▼▼▼

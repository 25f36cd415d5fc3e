//! Shared fixture for handler tests: one in-memory store behind every port.

use std::sync::Arc;

use crate::adapters::InMemoryTicketingStore;
use crate::application::TicketingLocks;
use crate::domain::event::{Event, Ticket};
use crate::domain::foundation::{Money, Timestamp, VenueId};
use crate::domain::integrity::CustomerDeletePolicy;
use crate::domain::person::Person;
use crate::domain::venue::{Address, Venue};
use crate::ports::{
    CategoryRepository, EventRepository, PersonRepository, UnitOfWork, VenueRepository,
};

pub(crate) struct TestContext {
    pub store: Arc<InMemoryTicketingStore>,
    pub persons: Arc<dyn PersonRepository>,
    pub venues: Arc<dyn VenueRepository>,
    pub events: Arc<dyn EventRepository>,
    pub categories: Arc<dyn CategoryRepository>,
    pub unit_of_work: Arc<dyn UnitOfWork>,
    pub locks: Arc<TicketingLocks>,
}

impl TestContext {
    pub fn new() -> Self {
        Self::with_policy(CustomerDeletePolicy::default())
    }

    pub fn with_policy(policy: CustomerDeletePolicy) -> Self {
        let store = Arc::new(InMemoryTicketingStore::with_policy(policy));
        Self {
            persons: store.clone(),
            venues: store.clone(),
            events: store.clone(),
            categories: store.clone(),
            unit_of_work: store.clone(),
            store,
            locks: Arc::new(TicketingLocks::new()),
        }
    }

    pub async fn customer(&self, name: &str) -> Person {
        let email = format!("{}@example.com", name.to_lowercase());
        let person = Person::new_customer(name, email).unwrap();
        self.persons.add(&person).await.unwrap();
        person
    }

    pub async fn administrator(&self, name: &str) -> Person {
        let email = format!("{}@example.com", name.to_lowercase());
        let person = Person::new_administrator(name, email).unwrap();
        self.persons.add(&person).await.unwrap();
        person
    }

    pub async fn venue(&self, capacity: u32) -> Venue {
        let venue = Venue::new(
            "Concert Hall",
            Address::new("Ringstrasse 1", "Vienna", "1010"),
            capacity,
        )
        .unwrap();
        self.venues.add(&venue).await.unwrap();
        venue
    }

    /// Stores an event with one ticket per price (whole units).
    pub async fn event(&self, prices: &[u64]) -> Event {
        self.event_at(None, prices).await
    }

    pub async fn event_at(&self, venue_id: Option<VenueId>, prices: &[u64]) -> Event {
        let mut event = Event::new("Concert", Timestamp::now().add_days(30)).unwrap();
        event.set_venue(venue_id);
        for (i, price) in prices.iter().enumerate() {
            event
                .add_ticket(Ticket::new(Money::from_units(*price), format!("A{}", i + 1)))
                .unwrap();
        }
        self.events.add(&event).await.unwrap();
        event
    }

    pub async fn reload_person(&self, person: &Person) -> Person {
        self.persons.find_by_id(person.id()).await.unwrap().unwrap()
    }

    pub async fn reload_event(&self, event: &Event) -> Event {
        self.events.find_by_id(event.id()).await.unwrap().unwrap()
    }
}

▲▲▲

> Aim of the task
Please return the data above exactly as given.

> Finished exercise
repository 25f36cd415d5fc3e
//! Shared fixture for handler tests: one in-memory store behind every port.

use std::sync::Arc;

use crate::adapters::InMemoryTicketingStore;
use crate::application::TicketingLocks;
use crate::domain::event::{Event, Ticket};
use crate::domain::foundation::{Money, Timestamp, VenueId};
use crate::domain::integrity::CustomerDeletePolicy;
use crate::domain::person::Person;
use crate::domain::venue::{Address, Venue};
use crate::ports::{
    CategoryRepository, EventRepository, PersonRepository, UnitOfWork, VenueRepository,
};

pub(crate) struct TestContext {
    pub store: Arc<InMemoryTicketingStore>,
    pub persons: Arc<dyn PersonRepository>,
    pub venues: Arc<dyn VenueRepository>,
    pub events: Arc<dyn EventRepository>,
    pub categories: Arc<dyn CategoryRepository>,
    pub unit_of_work: Arc<dyn UnitOfWork>,
    pub locks: Arc<TicketingLocks>,
}

impl TestContext {
    pub fn new() -> Self {
        Self::with_policy(CustomerDeletePolicy::default())
    }

    pub fn with_policy(policy: CustomerDeletePolicy) -> Self {
        let store = Arc::new(InMemoryTicketingStore::with_policy(policy));
        Self {
            persons: store.clone(),
            venues: store.clone(),
            events: store.clone(),
            categories: store.clone(),
            unit_of_work: store.clone(),
            store,
            locks: Arc::new(TicketingLocks::new()),
        }
    }

    pub async fn customer(&self, name: &str) -> Person {
        let email = format!("{}@example.com", name.to_lowercase());
        let person = Person::new_customer(name, email).unwrap();
        self.persons.add(&person).await.unwrap();
        person
    }

    pub async fn administrator(&self, name: &str) -> Person {
        let email = format!("{}@example.com", name.to_lowercase());
        let person = Person::new_administrator(name, email).unwrap();
        self.persons.add(&person).await.unwrap();
        person
    }

    pub async fn venue(&self, capacity: u32) -> Venue {
        let venue = Venue::new(
            "Concert Hall",
            Address::new("Ringstrasse 1", "Vienna", "1010"),
            capacity,
        )
        .unwrap();
        self.venues.add(&venue).await.unwrap();
        venue
    }

    /// Stores an event with one ticket per price (whole units).
    pub async fn event(&self, prices: &[u64]) -> Event {
        self.event_at(None, prices).await
    }

    pub async fn event_at(&self, venue_id: Option<VenueId>, prices: &[u64]) -> Event {
        let mut event = Event::new("Concert", Timestamp::now().add_days(30)).unwrap();
        event.set_venue(venue_id);
        for (i, price) in prices.iter().enumerate() {
            event
                .add_ticket(Ticket::new(Money::from_units(*price), format!("A{}", i + 1)))
                .unwrap();
        }
        self.events.add(&event).await.unwrap();
        event
    }

    pub async fn reload_person(&self, person: &Person) -> Person {
        self.persons.find_by_id(person.id()).await.unwrap().unwrap()
    }

    pub async fn reload_event(&self, event: &Event) -> Event {
        self.events.find_by_id(event.id()).await.unwrap().unwrap()
    }
}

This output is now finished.